■ **EXERCISE OBJECTIVE**
Working from the entries that follow, retype each one without any alteration.

- - - - -

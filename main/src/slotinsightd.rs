pub mod service;

extern crate analytics;
extern crate common;
extern crate fs2;

#[macro_use]
extern crate log;

use std::fs::File;
use std::process::exit;
use std::thread::{self, JoinHandle};
use fs2::FileExt;
use common::args::*;
use common::config::*;
use common::prefs;

fn print_welcome_message() {
    println!("slotinsightd daemon started...");
    println!("Ready to answer report queries");
}

fn start_daemon(conf: Configuration) -> Vec<JoinHandle<()>> {
    let mut children = vec![];
    for dataset in conf.datasets {
        let socket_root = conf.socket_root.clone();
        children.push(thread::spawn(move || {
            service::serve_dataset(dataset, socket_root);
        }));
    }

    children
}

fn main() {
    let config_dir = prefs::config_dir();
    log4rs::init_file(config_dir.join("slotinsightd-log4rs.yaml"),
          Default::default()).unwrap();

    let args = process_args("slotinsightd", &slotinsightd_usage("slotinsightd"));
    let conf = read_config(&args.flag_slotinsightrc);
    conf.require_datasets();

    // one daemon per machine; a held lock means another instance is up
    let lock_path = config_dir.join("slotinsightd.lock");
    let lock_file = File::create(&lock_path).unwrap_or_else(|_| {
        eprintln!("slotinsightd: cannot create {}", lock_path.display());
        exit(1);
    });
    if lock_file.try_lock_exclusive().is_err() {
        eprintln!("slotinsightd: another instance is already running");
        exit(1);
    }

    info!("slotinsightd started");

    print_welcome_message();
    let servers = start_daemon(conf);

    for server in servers {
        // Wait for the thread to finish. Returns a result.
        let _ = server.join();
    }

    let _ = lock_file.unlock();
}
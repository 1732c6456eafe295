use anyhow::Context;
use indexmap::IndexMap;
use thiserror::Error;
use tracing::debug;

use super::schema::{StyleConfig, ThemeVariant, TokenMap};
use crate::assets::PaletteSources;

/// Named base palettes that theme variants derive from.
///
/// This is the registry an external theming plugin would supply: a variant
/// names one of these palettes and overrides individual roles on top of it.
#[derive(Debug, Clone, Default, PartialEq, Eq)]
pub struct PaletteRegistry {
    palettes: IndexMap<String, TokenMap>,
}

/// Failure to resolve a theme variant against a palette registry.
#[derive(Debug, Error)]
pub enum ResolveError {
    #[error("variant \"{variant}\" derives from unknown base palette \"{base}\"")]
    UnknownBase { variant: String, base: String },
}

impl PaletteRegistry {
    pub fn new() -> Self {
        Self::default()
    }

    pub fn insert(&mut self, name: impl Into<String>, palette: TokenMap) {
        self.palettes.insert(name.into(), palette);
    }

    pub fn get(&self, name: &str) -> Option<&TokenMap> {
        self.palettes.get(name)
    }

    pub fn contains(&self, name: &str) -> bool {
        self.palettes.contains_key(name)
    }

    pub fn names(&self) -> impl Iterator<Item = &str> {
        self.palettes.keys().map(String::as_str)
    }

    pub fn len(&self) -> usize {
        self.palettes.len()
    }

    pub fn is_empty(&self) -> bool {
        self.palettes.is_empty()
    }

    /// Loads every `base/*.json` palette the sources can serve. Earlier
    /// sources shadow later ones.
    pub fn from_sources<const N: usize>(sources: &PaletteSources<N>) -> anyhow::Result<Self>
    where
        [Box<dyn crate::assets::PaletteSource>; N]:
            smallvec::Array<Item = Box<dyn crate::assets::PaletteSource>>,
    {
        let mut registry = Self::default();

        for path in sources.list("base/") {
            let Some(name) = path
                .strip_prefix("base/")
                .and_then(|name| name.strip_suffix(".json"))
            else {
                continue;
            };
            if registry.contains(name) {
                continue;
            }

            let Some(bytes) = sources.load(&path)? else {
                continue;
            };
            let palette: TokenMap = serde_json::from_slice(&bytes)
                .with_context(|| format!("malformed base palette \"{path}\""))?;

            debug!(palette = name, roles = palette.len(), "registered base palette");
            registry.insert(name, palette);
        }

        Ok(registry)
    }

    /// The registry of base palettes embedded in the crate.
    #[cfg(feature = "assets")]
    pub fn builtin() -> anyhow::Result<Self> {
        Self::from_sources(&crate::palette_sources![crate::StyleweaveAssets])
    }
}

impl ThemeVariant {
    /// Resolves this variant against the registry: the base palette first,
    /// then the variant's own roles on top, overrides winning.
    pub fn resolve(&self, registry: &PaletteRegistry) -> Result<TokenMap, ResolveError> {
        let mut palette = match &self.base {
            Some(base) => registry
                .get(base)
                .cloned()
                .ok_or_else(|| ResolveError::UnknownBase {
                    variant: self.name.clone(),
                    base: base.clone(),
                })?,
            None => TokenMap::default(),
        };

        for (role, value) in &self.colors {
            palette.set(role.clone(), value.clone());
        }

        Ok(palette)
    }
}

impl StyleConfig {
    /// Resolves every variant in declared order into a map of variant name
    /// to effective palette. A redefined name keeps the later declaration's
    /// palette and position.
    pub fn resolve_variants(
        &self,
        registry: &PaletteRegistry,
    ) -> Result<IndexMap<String, TokenMap>, ResolveError> {
        let mut resolved = IndexMap::with_capacity(self.variants.len());

        for variant in self.variants.iter() {
            let palette = variant.resolve(registry)?;

            if resolved.shift_remove(&variant.name).is_some() {
                debug!(variant = %variant.name, "variant redefined, later declaration wins");
            }
            resolved.insert(variant.name.clone(), palette);
        }

        Ok(resolved)
    }
}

- - - - -

■ **FINAL ANSWER**
filename main/src/slotinsightd.rs
pub mod service;

extern crate analytics;
extern crate common;
extern crate fs2;

#[macro_use]
extern crate log;

use std::fs::File;
use std::process::exit;
use std::thread::{self, JoinHandle};
use fs2::FileExt;
use common::args::*;
use common::config::*;
use common::prefs;

fn print_welcome_message() {
    println!("slotinsightd daemon started...");
    println!("Ready to answer report queries");
}

fn start_daemon(conf: Configuration) -> Vec<JoinHandle<()>> {
    let mut children = vec![];
    for dataset in conf.datasets {
        let socket_root = conf.socket_root.clone();
        children.push(thread::spawn(move || {
            service::serve_dataset(dataset, socket_root);
        }));
    }

    children
}

fn main() {
    let config_dir = prefs::config_dir();
    log4rs::init_file(config_dir.join("slotinsightd-log4rs.yaml"),
          Default::default()).unwrap();

    let args = process_args("slotinsightd", &slotinsightd_usage("slotinsightd"));
    let conf = read_config(&args.flag_slotinsightrc);
    conf.require_datasets();

    // one daemon per machine; a held lock means another instance is up
    let lock_path = config_dir.join("slotinsightd.lock");
    let lock_file = File::create(&lock_path).unwrap_or_else(|_| {
        eprintln!("slotinsightd: cannot create {}", lock_path.display());
        exit(1);
    });
    if lock_file.try_lock_exclusive().is_err() {
        eprintln!("slotinsightd: another instance is already running");
        exit(1);
    }

    info!("slotinsightd started");

    print_welcome_message();
    let servers = start_daemon(conf);

    for server in servers {
        // Wait for the thread to finish. Returns a result.
        let _ = server.join();
    }

    let _ = lock_file.unlock();
}
repository 1732c6456eafe295
use anyhow::Context;
use indexmap::IndexMap;
use thiserror::Error;
use tracing::debug;

use super::schema::{StyleConfig, ThemeVariant, TokenMap};
use crate::assets::PaletteSources;

/// Named base palettes that theme variants derive from.
///
/// This is the registry an external theming plugin would supply: a variant
/// names one of these palettes and overrides individual roles on top of it.
#[derive(Debug, Clone, Default, PartialEq, Eq)]
pub struct PaletteRegistry {
    palettes: IndexMap<String, TokenMap>,
}

/// Failure to resolve a theme variant against a palette registry.
#[derive(Debug, Error)]
pub enum ResolveError {
    #[error("variant \"{variant}\" derives from unknown base palette \"{base}\"")]
    UnknownBase { variant: String, base: String },
}

impl PaletteRegistry {
    pub fn new() -> Self {
        Self::default()
    }

    pub fn insert(&mut self, name: impl Into<String>, palette: TokenMap) {
        self.palettes.insert(name.into(), palette);
    }

    pub fn get(&self, name: &str) -> Option<&TokenMap> {
        self.palettes.get(name)
    }

    pub fn contains(&self, name: &str) -> bool {
        self.palettes.contains_key(name)
    }

    pub fn names(&self) -> impl Iterator<Item = &str> {
        self.palettes.keys().map(String::as_str)
    }

    pub fn len(&self) -> usize {
        self.palettes.len()
    }

    pub fn is_empty(&self) -> bool {
        self.palettes.is_empty()
    }

    /// Loads every `base/*.json` palette the sources can serve. Earlier
    /// sources shadow later ones.
    pub fn from_sources<const N: usize>(sources: &PaletteSources<N>) -> anyhow::Result<Self>
    where
        [Box<dyn crate::assets::PaletteSource>; N]:
            smallvec::Array<Item = Box<dyn crate::assets::PaletteSource>>,
    {
        let mut registry = Self::default();

        for path in sources.list("base/") {
            let Some(name) = path
                .strip_prefix("base/")
                .and_then(|name| name.strip_suffix(".json"))
            else {
                continue;
            };
            if registry.contains(name) {
                continue;
            }

            let Some(bytes) = sources.load(&path)? else {
                continue;
            };
            let palette: TokenMap = serde_json::from_slice(&bytes)
                .with_context(|| format!("malformed base palette \"{path}\""))?;

            debug!(palette = name, roles = palette.len(), "registered base palette");
            registry.insert(name, palette);
        }

        Ok(registry)
    }

    /// The registry of base palettes embedded in the crate.
    #[cfg(feature = "assets")]
    pub fn builtin() -> anyhow::Result<Self> {
        Self::from_sources(&crate::palette_sources![crate::StyleweaveAssets])
    }
}

impl ThemeVariant {
    /// Resolves this variant against the registry: the base palette first,
    /// then the variant's own roles on top, overrides winning.
    pub fn resolve(&self, registry: &PaletteRegistry) -> Result<TokenMap, ResolveError> {
        let mut palette = match &self.base {
            Some(base) => registry
                .get(base)
                .cloned()
                .ok_or_else(|| ResolveError::UnknownBase {
                    variant: self.name.clone(),
                    base: base.clone(),
                })?,
            None => TokenMap::default(),
        };

        for (role, value) in &self.colors {
            palette.set(role.clone(), value.clone());
        }

        Ok(palette)
    }
}

impl StyleConfig {
    /// Resolves every variant in declared order into a map of variant name
    /// to effective palette. A redefined name keeps the later declaration's
    /// palette and position.
    pub fn resolve_variants(
        &self,
        registry: &PaletteRegistry,
    ) -> Result<IndexMap<String, TokenMap>, ResolveError> {
        let mut resolved = IndexMap::with_capacity(self.variants.len());

        for variant in self.variants.iter() {
            let palette = variant.resolve(registry)?;

            if resolved.shift_remove(&variant.name).is_some() {
                debug!(variant = %variant.name, "variant redefined, later declaration wins");
            }
            resolved.insert(variant.name.clone(), palette);
        }

        Ok(resolved)
    }
}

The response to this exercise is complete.